_DATA FOR THIS TASK_.
________________________________________
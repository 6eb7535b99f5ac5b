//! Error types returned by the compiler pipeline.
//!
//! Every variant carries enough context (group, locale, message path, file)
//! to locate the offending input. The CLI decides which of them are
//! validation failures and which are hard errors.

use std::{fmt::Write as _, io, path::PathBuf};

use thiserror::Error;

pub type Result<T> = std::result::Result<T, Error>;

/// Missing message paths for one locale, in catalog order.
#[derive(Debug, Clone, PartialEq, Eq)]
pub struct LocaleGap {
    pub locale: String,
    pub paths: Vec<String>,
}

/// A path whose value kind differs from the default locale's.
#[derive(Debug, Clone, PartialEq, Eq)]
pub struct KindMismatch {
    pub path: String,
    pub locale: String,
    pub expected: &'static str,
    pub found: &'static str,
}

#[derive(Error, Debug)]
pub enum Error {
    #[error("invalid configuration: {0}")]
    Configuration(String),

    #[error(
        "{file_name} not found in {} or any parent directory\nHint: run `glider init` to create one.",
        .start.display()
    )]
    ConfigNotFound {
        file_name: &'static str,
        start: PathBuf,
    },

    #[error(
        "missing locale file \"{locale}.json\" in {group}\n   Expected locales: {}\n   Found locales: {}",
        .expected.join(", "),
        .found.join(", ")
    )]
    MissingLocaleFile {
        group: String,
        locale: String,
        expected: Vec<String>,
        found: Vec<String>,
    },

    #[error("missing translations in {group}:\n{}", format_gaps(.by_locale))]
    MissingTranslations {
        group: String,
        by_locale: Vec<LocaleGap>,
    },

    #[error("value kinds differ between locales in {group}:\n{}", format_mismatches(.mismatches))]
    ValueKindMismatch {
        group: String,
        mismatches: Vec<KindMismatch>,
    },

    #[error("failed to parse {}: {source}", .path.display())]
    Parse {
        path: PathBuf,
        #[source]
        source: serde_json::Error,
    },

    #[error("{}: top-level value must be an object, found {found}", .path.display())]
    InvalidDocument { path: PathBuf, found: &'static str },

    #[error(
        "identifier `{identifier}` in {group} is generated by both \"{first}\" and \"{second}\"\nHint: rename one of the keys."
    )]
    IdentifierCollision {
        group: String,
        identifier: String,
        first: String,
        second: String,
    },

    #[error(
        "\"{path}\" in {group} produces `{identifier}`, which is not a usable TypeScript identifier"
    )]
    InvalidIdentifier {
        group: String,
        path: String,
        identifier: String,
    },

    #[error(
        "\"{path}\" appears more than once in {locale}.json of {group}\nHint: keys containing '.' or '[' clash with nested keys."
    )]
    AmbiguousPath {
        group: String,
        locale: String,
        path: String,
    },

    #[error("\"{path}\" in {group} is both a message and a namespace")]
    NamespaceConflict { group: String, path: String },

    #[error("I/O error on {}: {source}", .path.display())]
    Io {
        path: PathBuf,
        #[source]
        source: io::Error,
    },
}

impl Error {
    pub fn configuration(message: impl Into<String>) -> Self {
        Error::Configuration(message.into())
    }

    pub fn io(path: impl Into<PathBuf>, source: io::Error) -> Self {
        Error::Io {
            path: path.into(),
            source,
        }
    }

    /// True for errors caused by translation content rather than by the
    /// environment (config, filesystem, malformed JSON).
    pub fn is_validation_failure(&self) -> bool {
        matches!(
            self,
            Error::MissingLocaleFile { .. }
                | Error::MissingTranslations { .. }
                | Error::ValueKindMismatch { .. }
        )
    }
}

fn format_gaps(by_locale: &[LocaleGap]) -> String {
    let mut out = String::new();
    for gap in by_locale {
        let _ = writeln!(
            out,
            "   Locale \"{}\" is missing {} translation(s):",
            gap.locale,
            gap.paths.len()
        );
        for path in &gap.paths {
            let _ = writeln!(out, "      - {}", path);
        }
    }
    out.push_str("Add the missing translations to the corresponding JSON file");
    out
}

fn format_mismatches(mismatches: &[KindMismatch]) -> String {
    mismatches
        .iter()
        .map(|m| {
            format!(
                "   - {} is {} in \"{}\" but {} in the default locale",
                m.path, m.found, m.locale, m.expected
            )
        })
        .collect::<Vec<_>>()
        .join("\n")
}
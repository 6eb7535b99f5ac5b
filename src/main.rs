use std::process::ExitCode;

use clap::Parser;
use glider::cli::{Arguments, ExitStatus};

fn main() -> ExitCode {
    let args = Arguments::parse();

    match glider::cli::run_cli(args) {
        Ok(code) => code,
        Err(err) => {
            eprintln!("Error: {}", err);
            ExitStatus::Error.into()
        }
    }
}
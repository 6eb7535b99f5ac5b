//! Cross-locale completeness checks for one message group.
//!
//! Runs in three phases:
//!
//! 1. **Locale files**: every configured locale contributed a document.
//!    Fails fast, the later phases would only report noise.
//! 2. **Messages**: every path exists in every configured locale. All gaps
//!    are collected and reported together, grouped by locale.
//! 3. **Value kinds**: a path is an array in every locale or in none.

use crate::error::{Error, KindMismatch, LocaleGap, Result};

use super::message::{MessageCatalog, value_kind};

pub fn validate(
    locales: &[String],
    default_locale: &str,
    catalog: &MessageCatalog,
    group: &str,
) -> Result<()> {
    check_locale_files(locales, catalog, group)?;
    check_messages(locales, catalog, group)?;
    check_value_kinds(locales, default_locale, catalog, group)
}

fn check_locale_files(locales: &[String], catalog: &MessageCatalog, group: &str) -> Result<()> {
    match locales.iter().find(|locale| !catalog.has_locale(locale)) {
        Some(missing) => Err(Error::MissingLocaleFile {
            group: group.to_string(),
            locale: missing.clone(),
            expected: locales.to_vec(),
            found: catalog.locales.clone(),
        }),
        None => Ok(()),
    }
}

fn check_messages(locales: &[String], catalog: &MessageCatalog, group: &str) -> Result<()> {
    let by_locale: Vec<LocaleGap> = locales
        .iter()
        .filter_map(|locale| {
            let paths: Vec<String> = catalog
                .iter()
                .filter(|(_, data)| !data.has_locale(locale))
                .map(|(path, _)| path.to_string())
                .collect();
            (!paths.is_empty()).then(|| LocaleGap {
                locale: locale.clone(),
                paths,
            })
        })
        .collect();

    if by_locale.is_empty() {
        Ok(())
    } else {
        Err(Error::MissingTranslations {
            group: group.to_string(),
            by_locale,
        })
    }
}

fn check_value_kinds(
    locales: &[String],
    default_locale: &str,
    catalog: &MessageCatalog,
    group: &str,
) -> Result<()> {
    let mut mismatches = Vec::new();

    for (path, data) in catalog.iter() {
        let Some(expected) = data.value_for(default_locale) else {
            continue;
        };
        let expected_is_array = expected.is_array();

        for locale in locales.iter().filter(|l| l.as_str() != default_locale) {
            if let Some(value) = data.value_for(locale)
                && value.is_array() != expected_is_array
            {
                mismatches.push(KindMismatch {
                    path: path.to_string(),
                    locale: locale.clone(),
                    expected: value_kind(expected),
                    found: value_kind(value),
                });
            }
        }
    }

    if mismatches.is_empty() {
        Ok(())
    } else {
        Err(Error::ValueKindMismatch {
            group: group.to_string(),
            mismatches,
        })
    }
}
________________________________________
_BRIEF_. Copy out each line of the listing that holds the string "first".

_EXERCISE RESULT_.
        "identifier `{identifier}` in {group} is generated by both \"{first}\" and \"{second}\"\nHint: rename one of the keys."
        first: String,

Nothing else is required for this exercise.